Gartner Fellow Marianne Broadbent worries that too many in the business community right now are behaving like a bunch of frogs dreamily floating in water growing hotter and hotter by the minute, not realizing how critical their CIOs are to making sure they do not cook. Some CIOs also might not realize just how much their environment has changed. Now both sides must learn to deal with the heat, or get out of the water.
Broadbent believes the past five years has seen information technology permeate organizations; but like the frog in water, the business community has simply failed to realize just how fast the temperature is rising. CIOs have spent that period moving to become much more a part of the business. They appreciate - usually more clearly than their business colleagues - how technology transformation is relentlessly applying the heat. That vests them with critical transformative potential.
But the CIO who cannot adapt and become what Broadbent and colleague Ellen Kitzis call a "new CIO leader" - by solidifying their credibility with the executive team and bridging the chasm that currently separates business and IT strategy - may be dooming himself or herself to virtual irrelevance and putting their business on the threatened species list.
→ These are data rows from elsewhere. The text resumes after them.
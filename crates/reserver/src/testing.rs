//! Scripted page for driving the flows without a browser
//!
//! Pages are described as effects applied on navigation (per URL) or on
//! clicks (per selector). Waits poll the scripted state, so tests run with
//! paused time and can change the page from another task.

use async_trait::async_trait;
use browser::{BrowserError, Nth, PageDriver, Result, UrlCondition};
use std::collections::{HashMap, VecDeque};
use std::sync::{Arc, Mutex};
use std::time::Duration;

const POLL: Duration = Duration::from_millis(100);

/// A change to the scripted page
#[derive(Debug, Clone)]
pub enum Effect {
    Url(String),
    Show(String, usize),
    Style(String, String, String),
    Texts(String, Vec<String>),
    Checked(String, bool),
    /// Make the navigation that applies this fail
    Fail(String),
}

impl Effect {
    pub fn url(url: &str) -> Self {
        Effect::Url(url.to_string())
    }

    pub fn show(selector: &str) -> Self {
        Effect::Show(selector.to_string(), 1)
    }

    pub fn background(selector: &str, value: &str) -> Self {
        Effect::Style(
            selector.to_string(),
            "background-color".to_string(),
            value.to_string(),
        )
    }

    pub fn texts(selector: &str, texts: &[&str]) -> Self {
        Effect::Texts(
            selector.to_string(),
            texts.iter().map(|t| t.to_string()).collect(),
        )
    }
}

/// What the flow did to the page
#[derive(Debug, Clone, PartialEq, Eq)]
pub enum Action {
    Goto(String),
    Click(String, Nth),
    ClickText(String, String),
    NavigatingClick(String),
    Typed(String, String),
}

#[derive(Default)]
struct State {
    url: String,
    elements: HashMap<String, usize>,
    styles: HashMap<(String, String), String>,
    texts: HashMap<String, Vec<String>>,
    checked: HashMap<String, bool>,

    /// Scenes per URL; the last one repeats
    routes: HashMap<String, VecDeque<Vec<Effect>>>,
    /// Effects per click, same queueing as routes
    clicks: HashMap<String, VecDeque<Vec<Effect>>>,
    actions: Vec<Action>,
}

impl State {
    fn apply(&mut self, effects: &[Effect]) -> Result<()> {
        for effect in effects {
            match effect {
                Effect::Url(url) => self.url = url.clone(),
                Effect::Show(selector, count) => {
                    self.elements.insert(selector.clone(), *count);
                }
                Effect::Style(selector, property, value) => {
                    self.elements.entry(selector.clone()).or_insert(1);
                    self.styles
                        .insert((selector.clone(), property.clone()), value.clone());
                }
                Effect::Texts(selector, texts) => {
                    self.elements.insert(selector.clone(), texts.len());
                    self.texts.insert(selector.clone(), texts.clone());
                }
                Effect::Checked(selector, checked) => {
                    self.elements.entry(selector.clone()).or_insert(1);
                    self.checked.insert(selector.clone(), *checked);
                }
                Effect::Fail(reason) => return Err(BrowserError::Navigation(reason.clone())),
            }
        }
        Ok(())
    }

    fn count(&self, selector: &str) -> usize {
        self.elements.get(selector).copied().unwrap_or(0)
    }

    fn style(&self, selector: &str, property: &str) -> Option<String> {
        if self.count(selector) == 0 {
            return None;
        }
        self.styles
            .get(&(selector.to_string(), property.to_string()))
            .cloned()
    }

    fn click(&mut self, key: &str) {
        let effects = match self.clicks.get_mut(key) {
            Some(scripts) if scripts.len() > 1 => scripts.pop_front(),
            Some(scripts) => scripts.front().cloned(),
            None => None,
        };
        if let Some(effects) = effects {
            // Click effects never fail
            let _ = self.apply(&effects);
        }
    }
}

#[derive(Clone, Default)]
pub struct ScriptedPage {
    state: Arc<Mutex<State>>,
}

impl ScriptedPage {
    pub fn new() -> Self {
        Self::default()
    }

    /// Script what loading `url` shows. Repeated calls queue scenes for
    /// successive visits.
    pub fn route(&self, url: &str, effects: Vec<Effect>) {
        self.lock()
            .routes
            .entry(url.to_string())
            .or_default()
            .push_back(effects);
    }

    /// Script what clicking `selector` does, replacing earlier scripts
    pub fn on_click(&self, selector: &str, effects: Vec<Effect>) {
        self.lock()
            .clicks
            .insert(selector.to_string(), VecDeque::from([effects]));
    }

    /// Script the click after the ones already scripted for `selector`.
    /// The last script repeats.
    pub fn then_on_click(&self, selector: &str, effects: Vec<Effect>) {
        self.lock()
            .clicks
            .entry(selector.to_string())
            .or_default()
            .push_back(effects);
    }

    /// Script what clicking the `selector` match reading `text` does
    pub fn on_click_text(&self, selector: &str, text: &str, effects: Vec<Effect>) {
        self.lock()
            .clicks
            .insert(text_key(selector, text), VecDeque::from([effects]));
    }

    pub fn set_url(&self, url: &str) {
        self.lock().url = url.to_string();
    }

    pub fn apply(&self, effects: &[Effect]) {
        let _ = self.lock().apply(effects);
    }

    pub fn actions(&self) -> Vec<Action> {
        self.lock().actions.clone()
    }

    pub fn visits(&self, url: &str) -> usize {
        self.lock()
            .actions
            .iter()
            .filter(|a| matches!(a, Action::Goto(u) if u == url))
            .count()
    }

    fn lock(&self) -> std::sync::MutexGuard<'_, State> {
        self.state.lock().unwrap()
    }

    async fn wait_until<T>(
        &self,
        timeout: Duration,
        what: String,
        mut check: impl FnMut(&State) -> Option<T> + Send,
    ) -> Result<T> {
        let deadline = tokio::time::Instant::now() + timeout;
        loop {
            let found = check(&self.lock());
            if let Some(value) = found {
                return Ok(value);
            }
            if tokio::time::Instant::now() >= deadline {
                return Err(BrowserError::WaitTimeout { what, timeout });
            }
            tokio::time::sleep(POLL).await;
        }
    }
}

fn text_key(selector: &str, text: &str) -> String {
    format!("{} >> {}", selector, text)
}

#[async_trait]
impl PageDriver for ScriptedPage {
    async fn goto(&self, url: &str) -> Result<()> {
        let mut state = self.lock();
        state.actions.push(Action::Goto(url.to_string()));
        state.url = url.to_string();
        state.elements.clear();
        state.styles.clear();
        state.texts.clear();
        state.checked.clear();

        let scene = match state.routes.get_mut(url) {
            Some(scenes) if scenes.len() > 1 => scenes.pop_front(),
            Some(scenes) => scenes.front().cloned(),
            None => None,
        };
        match scene {
            Some(effects) => state.apply(&effects),
            None => Ok(()),
        }
    }

    async fn current_url(&self) -> Result<String> {
        Ok(self.lock().url.clone())
    }

    async fn wait_for_selector(&self, selector: &str, timeout: Duration) -> Result<()> {
        self.wait_until(timeout, format!("selector {}", selector), |s| {
            (s.count(selector) > 0).then_some(())
        })
        .await
    }

    async fn wait_for_url(&self, condition: &UrlCondition, timeout: Duration) -> Result<()> {
        self.wait_until(timeout, format!("{:?}", condition), |s| {
            condition.matches(&s.url).then_some(())
        })
        .await
    }

    async fn computed_style(&self, selector: &str, property: &str) -> Result<Option<String>> {
        Ok(self.lock().style(selector, property))
    }

    async fn text_contents(&self, selector: &str) -> Result<Vec<String>> {
        let state = self.lock();
        Ok(match state.texts.get(selector) {
            Some(texts) => texts.clone(),
            None => vec![String::new(); state.count(selector)],
        })
    }

    async fn click(&self, selector: &str, nth: Nth) -> Result<()> {
        let mut state = self.lock();
        if nth.resolve(state.count(selector)).is_none() {
            return Err(BrowserError::ElementNotFound(format!("{} ({:?})", selector, nth)));
        }
        state.actions.push(Action::Click(selector.to_string(), nth));
        state.click(selector);
        Ok(())
    }

    async fn click_with_text(&self, selector: &str, text: &str) -> Result<bool> {
        let mut state = self.lock();
        let found = state
            .texts
            .get(selector)
            .is_some_and(|texts| texts.iter().any(|t| t.trim() == text));
        if found {
            state
                .actions
                .push(Action::ClickText(selector.to_string(), text.to_string()));
            state.click(&text_key(selector, text));
        }
        Ok(found)
    }

    async fn click_and_wait_for_navigation(&self, selector: &str, timeout: Duration) -> Result<()> {
        let before = {
            let mut state = self.lock();
            if state.count(selector) == 0 {
                return Err(BrowserError::ElementNotFound(selector.to_string()));
            }
            state
                .actions
                .push(Action::NavigatingClick(selector.to_string()));
            let before = state.url.clone();
            state.click(selector);
            before
        };
        self.wait_until(timeout, "navigation".to_string(), |s| {
            (s.url != before).then_some(())
        })
        .await
    }

    async fn is_checked(&self, selector: &str) -> Result<bool> {
        let state = self.lock();
        if state.count(selector) == 0 {
            return Err(BrowserError::ElementNotFound(selector.to_string()));
        }
        Ok(state.checked.get(selector).copied().unwrap_or(false))
    }

    async fn type_text(&self, selector: &str, text: &str) -> Result<()> {
        let mut state = self.lock();
        if state.count(selector) == 0 {
            return Err(BrowserError::ElementNotFound(selector.to_string()));
        }
        state
            .actions
            .push(Action::Typed(selector.to_string(), text.to_string()));
        Ok(())
    }
}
Unlike frogs, of course, who actually do jump out of the water when things get too hot, it is those who stay in the water and learn to adapt to the heat that are likely to survive and thrive.
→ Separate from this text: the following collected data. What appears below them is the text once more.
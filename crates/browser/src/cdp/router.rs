//! Event Router - fan-out of CDP events to subscribers
//!
//! Split out of the client so listeners can be registered, removed and
//! exercised without a live WebSocket.

use dashmap::DashMap;
use std::sync::atomic::{AtomicU64, Ordering};
use std::sync::Arc;

use super::protocol::{CDPEvent, SubscriptionId};

/// Event subscriber callback
pub type EventCallback = Arc<dyn Fn(CDPEvent) + Send + Sync>;

/// Routes events by method name to registered callbacks
pub struct EventRouter {
    next_id: AtomicU64,

    /// Key: method name (e.g., "Page.loadEventFired"), Value: callbacks
    subscribers: DashMap<String, Vec<(SubscriptionId, EventCallback)>>,
}

impl EventRouter {
    pub fn new() -> Self {
        Self {
            next_id: AtomicU64::new(1),
            subscribers: DashMap::new(),
        }
    }

    /// Register a callback for a method. Keep the returned id to unsubscribe.
    pub fn subscribe(&self, method: impl Into<String>, callback: EventCallback) -> SubscriptionId {
        let id = self.next_id.fetch_add(1, Ordering::SeqCst);
        self.subscribers
            .entry(method.into())
            .or_default()
            .push((id, callback));
        id
    }

    /// Remove a callback. Returns false if it was not registered.
    pub fn unsubscribe(&self, method: &str, id: SubscriptionId) -> bool {
        let mut removed = false;
        if let Some(mut callbacks) = self.subscribers.get_mut(method) {
            let before = callbacks.len();
            callbacks.retain(|(sub_id, _)| *sub_id != id);
            removed = callbacks.len() != before;
        }
        self.subscribers.remove_if(method, |_, callbacks| callbacks.is_empty());
        removed
    }

    /// Deliver an event to every subscriber of its method
    pub fn dispatch(&self, event: &CDPEvent) {
        // Clone the callbacks out so a callback may (un)subscribe without
        // deadlocking on the shard lock.
        let callbacks: Vec<EventCallback> = match self.subscribers.get(&event.method) {
            Some(entry) => entry.value().iter().map(|(_, cb)| cb.clone()).collect(),
            None => return,
        };

        for callback in callbacks {
            callback(event.clone());
        }
    }

    /// Number of live subscriptions, across all methods
    pub fn subscription_count(&self) -> usize {
        self.subscribers.iter().map(|entry| entry.value().len()).sum()
    }
}

impl Default for EventRouter {
    fn default() -> Self {
        Self::new()
    }
}

#[cfg(test)]
mod tests {
    use super::*;
    use std::sync::atomic::AtomicUsize;

    fn event(method: &str) -> CDPEvent {
        CDPEvent {
            method: method.to_string(),
            params: None,
            session_id: None,
        }
    }

    #[test]
    fn test_dispatch_by_method() {
        let router = EventRouter::new();
        let hits = Arc::new(AtomicUsize::new(0));

        let counter = hits.clone();
        router.subscribe(
            "Page.loadEventFired",
            Arc::new(move |_| {
                counter.fetch_add(1, Ordering::SeqCst);
            }),
        );

        router.dispatch(&event("Page.loadEventFired"));
        router.dispatch(&event("Network.loadingFailed"));

        assert_eq!(hits.load(Ordering::SeqCst), 1);
    }

    #[test]
    fn test_unsubscribe_stops_delivery() {
        let router = EventRouter::new();
        let hits = Arc::new(AtomicUsize::new(0));

        let counter = hits.clone();
        let id = router.subscribe(
            "Network.loadingFailed",
            Arc::new(move |_| {
                counter.fetch_add(1, Ordering::SeqCst);
            }),
        );
        assert_eq!(router.subscription_count(), 1);

        assert!(router.unsubscribe("Network.loadingFailed", id));
        assert!(!router.unsubscribe("Network.loadingFailed", id));
        assert_eq!(router.subscription_count(), 0);

        router.dispatch(&event("Network.loadingFailed"));
        assert_eq!(hits.load(Ordering::SeqCst), 0);
    }

    #[test]
    fn test_callback_may_unsubscribe_itself() {
        let router = Arc::new(EventRouter::new());
        let slot = Arc::new(AtomicU64::new(0));

        let inner_router = router.clone();
        let inner_slot = slot.clone();
        let id = router.subscribe(
            "Target.targetCreated",
            Arc::new(move |_| {
                let id = inner_slot.load(Ordering::SeqCst);
                inner_router.unsubscribe("Target.targetCreated", id);
            }),
        );
        slot.store(id, Ordering::SeqCst);

        router.dispatch(&event("Target.targetCreated"));
        assert_eq!(router.subscription_count(), 0);
    }
}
In their new book, The New CIO Leader: Setting the Agenda and Delivering Results, Broadbent and Kitzis, who is group vice president of Gartner's Executive Programs, argue that CIOs today stand at a crossroads, their role inevitably transforming under both the ubiquitous presence of technology in organizations and the recent technology downturn. CIOs will have to respond or else risk consigning themselves to oblivion. "They can seize the moment to leverage their expertise into a larger and more strategic role than ever before," as the authors put it, "or they can allow themselves to be relegated to the sideline function of 'chief technology mechanic'."
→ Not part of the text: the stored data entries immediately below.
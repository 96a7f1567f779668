//! CDP Session - Represents a connection to a specific browser target
//!
//! Design: Lightweight wrapper around CDPClient with target-specific context.
//! All sessions share the same WebSocket - no per-session connection overhead.

use super::client::CDPClient;
use super::protocol::{AttachToTargetResult, SessionId, TargetId, TargetInfo};
use crate::error::Result;
use serde_json::{json, Value};
use std::sync::Arc;

/// Domains a page session needs for navigation, DOM scripting and network observation
pub const PAGE_DOMAINS: &[&str] = &["Page", "DOM", "Runtime", "Network"];

/// CDP Session bound to a specific target
#[derive(Clone)]
pub struct CDPSession {
    /// Shared CDP client
    client: Arc<CDPClient>,

    /// Target this session is attached to
    pub target_id: TargetId,

    /// Session ID assigned by Chrome
    pub session_id: SessionId,

    /// Cached target info
    pub title: String,
    pub url: String,
}

impl CDPSession {
    /// Attach to a target and create session
    pub async fn attach(
        client: Arc<CDPClient>,
        target_id: TargetId,
        domains: Option<&[&str]>,
    ) -> Result<Self> {
        let result = client
            .send_request(
                "Target.attachToTarget",
                Some(json!({
                    "targetId": target_id,
                    "flatten": true,
                })),
                None,
            )
            .await?;

        let attach_result: AttachToTargetResult = serde_json::from_value(result)?;
        let session_id = attach_result.session_id;

        enable_domains(&client, &session_id, domains.unwrap_or(PAGE_DOMAINS)).await;

        let info_result = client
            .send_request(
                "Target.getTargetInfo",
                Some(json!({ "targetId": &target_id })),
                None,
            )
            .await?;

        let target_info: TargetInfo = serde_json::from_value(info_result["targetInfo"].clone())?;

        Ok(Self {
            client,
            target_id,
            session_id,
            title: target_info.title,
            url: target_info.url,
        })
    }

    /// Send command within this session's context
    pub async fn send(&self, method: impl Into<String>, params: Option<Value>) -> Result<Value> {
        self.client
            .send_request(method, params, Some(self.session_id.clone()))
            .await
    }

    /// Shared client this session multiplexes over
    pub fn client(&self) -> &Arc<CDPClient> {
        &self.client
    }
}

/// Enable CDP domains for a session in parallel. Individual failures are
/// logged and tolerated.
pub async fn enable_domains(client: &Arc<CDPClient>, session_id: &SessionId, domains: &[&str]) {
    let enable_futures: Vec<_> = domains
        .iter()
        .map(|domain| {
            let client = client.clone();
            let session_id = session_id.clone();
            async move {
                client
                    .send_request(format!("{}.enable", domain), None, Some(session_id))
                    .await
            }
        })
        .collect();

    let results = futures_util::future::join_all(enable_futures).await;
    let failures = results.iter().filter(|r| r.is_err()).count();
    if failures > 0 {
        tracing::warn!("Some domain enables failed: {}/{}", failures, results.len());
    }
}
Broadbent and Kitzis believe two colliding perspectives on IT are putting CIOs under pressure. On the one hand, business retains the sense of disaffection with IT engendered by the Internet bust, the technology capital spending overhang, the popular press's assertion that IT is now irrelevant in discussions of competitive advantage, and the hysteria about IT jobs moving overseas. On the other hand, business interest in IT is growing anew as business executives cry out for innovation in the face of a reviving economy; as the regulatory environment puts far more emphasis on the timeliness, completeness and accuracy of corporate information, and as technology increasingly plays a foundational, if not a central, role in virtually every product and service.